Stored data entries
※ ※ ※
#![forbid(unsafe_code)]

//! The modal window widget.
//!
//! `ModalWindow` owns one host element in a [`Document`]. On first attach
//! it reads its build-time flags, assembles the modal subtree around the
//! host's content, and subscribes its document-level listeners; afterwards
//! every stimulus — method calls, observed attribute mutation, user input,
//! timer completions — funnels through the `set_active` reconciler.
//!
//! # Invariants
//!
//! - The `active` attribute mirror always reflects the most recent
//!   `set_active` value, however redundant the call.
//! - `close()` pushes exactly one close notification per call, even when
//!   the modal was already closed.
//! - The structure is built once; re-activation and detach/re-attach never
//!   rebuild.
//!
//! # Failure Modes
//!
//! - Calls before the first attach (no structure yet) update flags but
//!   skip presentation work.
//! - Events arriving while detached are ignored; timers still complete so
//!   an interrupted transition can finish its cleanup.

use std::time::Duration;

use modal_dom::{Document, Event, EventType, Key, ListenerId, NodeId, TimerId};
use tracing::debug;

use crate::modal::focus::FocusManager;
use crate::modal::policy::{DismissPolicy, DismissRequest};
use crate::modal::structure::{build, BuildOptions, ModalParts};
use crate::modal::transition::{Phase, TransitionController};

const ACTIVE: &str = "active";
const ANIMATED: &str = "animated";
const CLOSE: &str = "close";
const CLOSE_TITLE: &str = "Close";
const NO_ICON: &str = "no-icon";
const NOCLICK: &str = "noclick";
const STATIC: &str = "static";
const CLOSABLE: &str = "closable";
const TRUE: &str = "true";
const FALSE: &str = "false";

/// Notification emitted by the widget, drained via
/// [`ModalWindow::take_events`].
#[derive(Debug, Clone, Copy, PartialEq, Eq)]
pub enum ModalEvent {
    /// `close()` was invoked (programmatically or by a user gesture).
    Close,
}

/// Attribute-driven modal dialog widget.
#[derive(Debug)]
pub struct ModalWindow {
    host: NodeId,
    parts: Option<ModalParts>,
    transition: TransitionController,
    focus: FocusManager,
    is_active: bool,
    is_animated: bool,
    is_static: bool,
    closable: bool,
    show_icon: bool,
    no_click: bool,
    connected: bool,
    focusin_listener: Option<ListenerId>,
    keydown_listener: Option<ListenerId>,
    emitted: Vec<ModalEvent>,
}

impl ModalWindow {
    /// Create a widget for `host`. Nothing happens until
    /// [`attach`](Self::attach).
    pub fn new(host: NodeId) -> Self {
        Self {
            host,
            parts: None,
            transition: TransitionController::new(),
            focus: FocusManager::new(),
            is_active: false,
            is_animated: true,
            is_static: false,
            closable: true,
            show_icon: true,
            no_click: false,
            connected: false,
            focusin_listener: None,
            keydown_listener: None,
            emitted: Vec::new(),
        }
    }

    /// Override the animation duration (default 250 ms).
    pub fn with_duration(mut self, duration: Duration) -> Self {
        self.transition = TransitionController::with_duration(duration);
        self
    }

    // --- Lifecycle ---

    /// Attach to the document: build the structure once (reading the
    /// build-time flags), apply the observed attributes, and subscribe the
    /// document-level listeners.
    pub fn attach(&mut self, doc: &mut Document) {
        if self.parts.is_none() {
            self.closable = doc.attr(self.host, CLOSABLE) != Some(FALSE);
            self.show_icon = !doc.has_attr(self.host, NO_ICON);
            self.no_click = doc.has_attr(self.host, NOCLICK);

            let parts = build(
                doc,
                self.host,
                BuildOptions {
                    closable: self.closable,
                    show_icon: self.show_icon,
                },
            );
            self.parts = Some(parts);

            self.apply_animated(doc);
            self.apply_close_title(doc);
            self.apply_label(doc);
            self.apply_description(doc);
            self.apply_static(doc);
            self.apply_active(doc);
        }

        self.add_listeners(doc);
        self.connected = true;
    }

    /// Detach: unsubscribe listeners. The structure and state are kept, so
    /// a later [`attach`](Self::attach) resumes without rebuilding.
    pub fn detach(&mut self, doc: &mut Document) {
        self.remove_listeners(doc);
        self.connected = false;
    }

    fn add_listeners(&mut self, doc: &mut Document) {
        // Prevent doubles on repeated attach.
        self.remove_listeners(doc);
        self.focusin_listener = Some(doc.add_listener(EventType::FocusIn));
        self.keydown_listener = Some(doc.add_listener(EventType::KeyDown));
    }

    fn remove_listeners(&mut self, doc: &mut Document) {
        if let Some(id) = self.focusin_listener.take() {
            doc.remove_listener(id);
        }
        if let Some(id) = self.keydown_listener.take() {
            doc.remove_listener(id);
        }
    }

    // --- Public API ---

    /// Open the modal.
    pub fn open(&mut self, doc: &mut Document) {
        debug!("open requested");
        self.set_active(doc, true);
    }

    /// Close the modal. Emits one [`ModalEvent::Close`] per call, even when
    /// already closed.
    pub fn close(&mut self, doc: &mut Document) {
        debug!("close requested");
        self.set_active(doc, false);
        self.emitted.push(ModalEvent::Close);
    }

    /// Drain emitted notifications.
    pub fn take_events(&mut self) -> Vec<ModalEvent> {
        std::mem::take(&mut self.emitted)
    }

    // --- Accessors ---

    /// The host element.
    pub fn host(&self) -> NodeId {
        self.host
    }

    /// Built structure, if attached at least once.
    pub fn parts(&self) -> Option<&ModalParts> {
        self.parts.as_ref()
    }

    /// Canonical open/closed state.
    pub fn is_active(&self) -> bool {
        self.is_active
    }

    /// Current transition phase.
    pub fn phase(&self) -> Phase {
        self.transition.phase()
    }

    /// True strictly during the animation window.
    pub fn is_transitioning(&self) -> bool {
        self.transition.is_transitioning()
    }

    /// The dismissal policy in force.
    pub fn policy(&self) -> DismissPolicy {
        DismissPolicy {
            closable: self.closable,
            is_static: self.is_static,
            no_click: self.no_click,
        }
    }

    // --- Attribute observation ---

    /// Set an attribute on the host element, running the observer when the
    /// value actually changes.
    pub fn set_attribute(&mut self, doc: &mut Document, name: &str, value: &str) {
        let old = doc.attr(self.host, name).map(str::to_owned);
        if old.as_deref() == Some(value) {
            return;
        }
        doc.set_attr(self.host, name, value);
        self.attribute_changed(doc, name);
    }

    /// Remove an attribute from the host element, running the observer if
    /// it was present.
    pub fn remove_attribute(&mut self, doc: &mut Document, name: &str) {
        if !doc.has_attr(self.host, name) {
            return;
        }
        doc.remove_attr(self.host, name);
        self.attribute_changed(doc, name);
    }

    /// Re-read one observed attribute from the host element. Build-time
    /// attributes and unknown names are ignored.
    pub fn attribute_changed(&mut self, doc: &mut Document, name: &str) {
        match name {
            ACTIVE => self.apply_active(doc),
            ANIMATED => self.apply_animated(doc),
            CLOSE => self.apply_close_title(doc),
            STATIC => self.apply_static(doc),
            modal_a11y::ARIA_DESCRIBEDBY => self.apply_description(doc),
            _ => {}
        }
    }

    fn apply_animated(&mut self, doc: &Document) {
        self.is_animated = doc.attr(self.host, ANIMATED) != Some(FALSE);
    }

    fn apply_static(&mut self, doc: &Document) {
        self.is_static = doc.attr(self.host, STATIC) == Some(TRUE);
    }

    fn apply_close_title(&mut self, doc: &mut Document) {
        let title = doc
            .attr(self.host, CLOSE)
            .unwrap_or(CLOSE_TITLE)
            .to_owned();
        if let Some(button) = self.parts.and_then(|parts| parts.button_close) {
            doc.set_attr(button, "title", &title);
            doc.set_attr(button, modal_a11y::ARIA_LABEL, &title);
        }
    }

    fn apply_label(&mut self, doc: &mut Document) {
        let Some(parts) = self.parts else { return };
        let label = modal_a11y::dialog_label(doc, self.host);
        doc.set_attr(parts.dialog, modal_a11y::ARIA_LABEL, &label);
    }

    fn apply_description(&mut self, doc: &mut Document) {
        let Some(parts) = self.parts else { return };
        match doc.attr(self.host, modal_a11y::ARIA_DESCRIBEDBY).map(str::to_owned) {
            Some(value) => doc.set_attr(parts.dialog, modal_a11y::ARIA_DESCRIBEDBY, &value),
            None => doc.remove_attr(parts.dialog, modal_a11y::ARIA_DESCRIBEDBY),
        }
    }

    fn apply_active(&mut self, doc: &mut Document) {
        let active = doc.attr(self.host, ACTIVE) == Some(TRUE);
        self.set_active(doc, active);
    }

    // --- Reconciler ---

    /// Reconcile to the target state. Idempotent: a redundant call
    /// refreshes the attribute mirror but never restarts an identical
    /// transition.
    fn set_active(&mut self, doc: &mut Document, active: bool) {
        self.is_active = active;
        let Some(parts) = self.parts else { return };

        doc.set_attr(self.host, ACTIVE, if active { TRUE } else { FALSE });

        let motion = self.is_motion_enabled(doc);
        let root = doc.body();
        match (active, self.transition.phase()) {
            // Same direction already in force: timer no-op, mirror updated.
            (true, Phase::Opening | Phase::Open) => {}
            (false, Phase::Closing | Phase::Closed) => {}
            (true, Phase::Closed | Phase::Closing) => {
                self.focus.capture(doc);
                self.transition.begin_open(doc, parts.scroll, root, motion);
                self.focus.focus_dialog(doc, &parts);
            }
            (false, Phase::Open | Phase::Opening) => {
                self.transition.begin_close(doc, parts.scroll, root, motion);
                self.focus.restore(doc);
            }
        }
    }

    /// Motion preference, sampled fresh at each transition.
    fn is_motion_enabled(&self, doc: &Document) -> bool {
        self.is_animated && !doc.prefers_reduced_motion()
    }

    // --- Dispatch ---

    /// Handle a document event. The host delivers every drained event; the
    /// widget gates on its own subscriptions and connectedness.
    pub fn handle_event(&mut self, doc: &mut Document, event: &Event) {
        match event {
            Event::FocusIn { .. } => {
                if !self.is_subscribed(doc, self.focusin_listener) {
                    return;
                }
                self.handle_focus_in(doc);
            }
            Event::Key(key) => {
                if !self.is_subscribed(doc, self.keydown_listener) {
                    return;
                }
                if !self.is_active {
                    return;
                }
                match key {
                    Key::Escape => {
                        self.try_dismiss(doc, DismissRequest::Escape);
                    }
                    // Safety net for hosts with unreliable focus-change
                    // ordering relative to key handling.
                    Key::Tab => self.handle_focus_in(doc),
                    _ => {}
                }
            }
            Event::Click { target } => {
                if !self.connected {
                    return;
                }
                let Some(parts) = self.parts else { return };
                if Some(*target) == parts.button_close {
                    self.try_dismiss(doc, DismissRequest::CloseButton);
                } else if *target == parts.overlay {
                    self.try_dismiss(doc, DismissRequest::Backdrop);
                }
            }
        }
    }

    fn handle_focus_in(&mut self, doc: &mut Document) {
        let Some(parts) = self.parts else { return };
        self.focus
            .handle_focus_in(doc, self.host, &parts, self.is_active);
    }

    /// Route a fired timer to the transition controller. Returns whether
    /// the timer belonged to this widget.
    pub fn handle_timer(&mut self, doc: &mut Document, id: TimerId) -> bool {
        let Some(parts) = self.parts else { return false };
        let root = doc.body();
        self.transition.handle_timer(doc, parts.scroll, root, id)
    }

    /// Attempt a user-initiated dismissal. All paths are ignored while a
    /// transition is in flight; otherwise the policy decides.
    fn try_dismiss(&mut self, doc: &mut Document, request: DismissRequest) -> bool {
        if !self.is_active || self.transition.is_transitioning() {
            return false;
        }
        if !self.policy().permits(request) {
            return false;
        }
        debug!(?request, "user dismissal");
        self.close(doc);
        true
    }

    fn is_subscribed(&self, doc: &Document, listener: Option<ListenerId>) -> bool {
        listener.is_some_and(|id| doc.has_listener(id))
    }
}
※ ※ ※
PROBLEM DESCRIPTION
Only the lines above from the line containing "self.is_active = active;" through the line containing "match (active, self.transition.phase())" should be retyped, exactly and with both ends included.

RESPONSE AREA
        self.is_active = active;
        let Some(parts) = self.parts else { return };

        doc.set_attr(self.host, ACTIVE, if active { TRUE } else { FALSE });

        let motion = self.is_motion_enabled(doc);
        let root = doc.body();
        match (active, self.transition.phase()) {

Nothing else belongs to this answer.